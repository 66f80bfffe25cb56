//! Lazily opened statistics log
//!
//! The file is created on the first written line. Any open, write or flush
//! failure switches the sink to stdout for the rest of its life, re-emitting
//! the lines still buffered for the file.

use std::fs::{self, File};
use std::io::{BufWriter, Write};
use std::path::{Path, PathBuf};
use std::sync::{Mutex, MutexGuard, PoisonError};

#[derive(Debug)]
enum SinkState {
    Unopened,
    File(BufWriter<File>),
    Stdout,
    Closed,
}

/// Append-only line writer owned by one statistics instance
#[derive(Debug)]
pub(crate) struct LogSink {
    path: PathBuf,
    state: Mutex<SinkState>,
}

impl LogSink {
    pub fn new(path: PathBuf) -> Self {
        Self {
            path,
            state: Mutex::new(SinkState::Unopened),
        }
    }

    pub fn path(&self) -> &Path {
        &self.path
    }

    fn lock(&self) -> MutexGuard<'_, SinkState> {
        self.state.lock().unwrap_or_else(PoisonError::into_inner)
    }

    /// Append one line, opening the file on first use
    ///
    /// Each line is flushed before returning so a failing device is noticed
    /// while the line is still buffered and can go to stdout instead.
    pub fn write_line(&self, line: &str) {
        let mut state = self.lock();
        if matches!(*state, SinkState::Unopened) {
            *state = self.open();
        }

        let failure = match &mut *state {
            SinkState::File(writer) => match writeln!(writer, "{}", line) {
                Err(e) => Some((e, true)),
                Ok(()) => writer.flush().err().map(|e| (e, false)),
            },
            SinkState::Stdout => {
                println!("{}", line);
                None
            }
            SinkState::Unopened | SinkState::Closed => None,
        };

        if let Some((e, line_lost)) = failure {
            self.fall_back(&mut state, &e);
            if line_lost {
                println!("{}", line);
            }
        }
    }

    /// Switch to stdout, re-emitting whatever the file writer still buffers
    fn fall_back(&self, state: &mut SinkState, error: &std::io::Error) {
        log::warn!(
            "Statistics log {} failed ({}), falling back to stdout",
            self.path.display(),
            error
        );
        if let SinkState::File(writer) = std::mem::replace(state, SinkState::Stdout) {
            let (_file, buffered) = writer.into_parts();
            if let Ok(pending) = buffered {
                print!("{}", String::from_utf8_lossy(&pending));
            }
        }
    }

    fn open(&self) -> SinkState {
        if let Some(parent) = self.path.parent()
            && let Err(e) = fs::create_dir_all(parent)
        {
            log::warn!(
                "Cannot create statistics directory {}: {}",
                parent.display(),
                e
            );
            return SinkState::Stdout;
        }

        match fs::OpenOptions::new()
            .create(true)
            .append(true)
            .open(&self.path)
        {
            Ok(file) => {
                log::debug!("Statistics log opened at {}", self.path.display());
                SinkState::File(BufWriter::new(file))
            }
            Err(e) => {
                log::warn!(
                    "Cannot open statistics log {}: {}, using stdout",
                    self.path.display(),
                    e
                );
                SinkState::Stdout
            }
        }
    }

    /// Flush pending lines; a later write reopens nothing
    pub fn close(&self) {
        let mut state = self.lock();
        self.flush_locked(&mut state);
        *state = SinkState::Closed;
    }

    pub fn flush(&self) {
        let mut state = self.lock();
        self.flush_locked(&mut state);
    }

    fn flush_locked(&self, state: &mut SinkState) {
        let flushed = match &mut *state {
            SinkState::File(writer) => writer.flush(),
            _ => Ok(()),
        };
        if let Err(e) = flushed {
            self.fall_back(state, &e);
        }
    }
}

#[cfg(test)]
mod tests {
    use super::*;

    #[test]
    fn test_file_created_lazily() {
        let dir = tempfile::tempdir().unwrap();
        let path = dir.path().join("nested").join("stats.log");
        let sink = LogSink::new(path.clone());
        assert!(!path.exists());

        sink.write_line("first");
        sink.write_line("second");
        sink.close();

        let contents = fs::read_to_string(&path).unwrap();
        assert_eq!(contents, "first\nsecond\n");
    }

    #[test]
    fn test_writes_after_close_are_dropped() {
        let dir = tempfile::tempdir().unwrap();
        let path = dir.path().join("stats.log");
        let sink = LogSink::new(path.clone());
        sink.close();
        sink.write_line("ignored");
        assert!(!path.exists());
    }

    #[test]
    fn test_unwritable_location_falls_back() {
        let dir = tempfile::tempdir().unwrap();
        let blocker = dir.path().join("blocker");
        fs::write(&blocker, b"file, not a directory").unwrap();

        let sink = LogSink::new(blocker.join("stats.log"));
        sink.write_line("goes to stdout");
        sink.close();
        assert!(!blocker.join("stats.log").exists());
        assert!(matches!(*sink.lock(), SinkState::Closed));
    }

    #[cfg(target_os = "linux")]
    #[test]
    fn test_full_device_falls_back_to_stdout() {
        let sink = LogSink::new(PathBuf::from("/dev/full"));
        sink.write_line("summary line");
        assert!(matches!(*sink.lock(), SinkState::Stdout));

        sink.write_line("next line");
        sink.flush();
        assert!(matches!(*sink.lock(), SinkState::Stdout));
    }

    #[cfg(target_os = "linux")]
    #[test]
    fn test_flush_failure_switches_to_stdout() {
        let sink = LogSink::new(PathBuf::from("/dev/full"));
        *sink.lock() = sink.open();
        if let SinkState::File(writer) = &mut *sink.lock() {
            writer.write_all(b"buffered summary\n").unwrap();
        }

        sink.flush();
        assert!(matches!(*sink.lock(), SinkState::Stdout));
    }
}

:::::

**Activity**
Only the lines containing the word "PathBuf" should be returned from the data above.

**Exercise answer**
use std::path::{Path, PathBuf};
    path: PathBuf,
    pub fn new(path: PathBuf) -> Self {
        let sink = LogSink::new(PathBuf::from("/dev/full"));
        let sink = LogSink::new(PathBuf::from("/dev/full"));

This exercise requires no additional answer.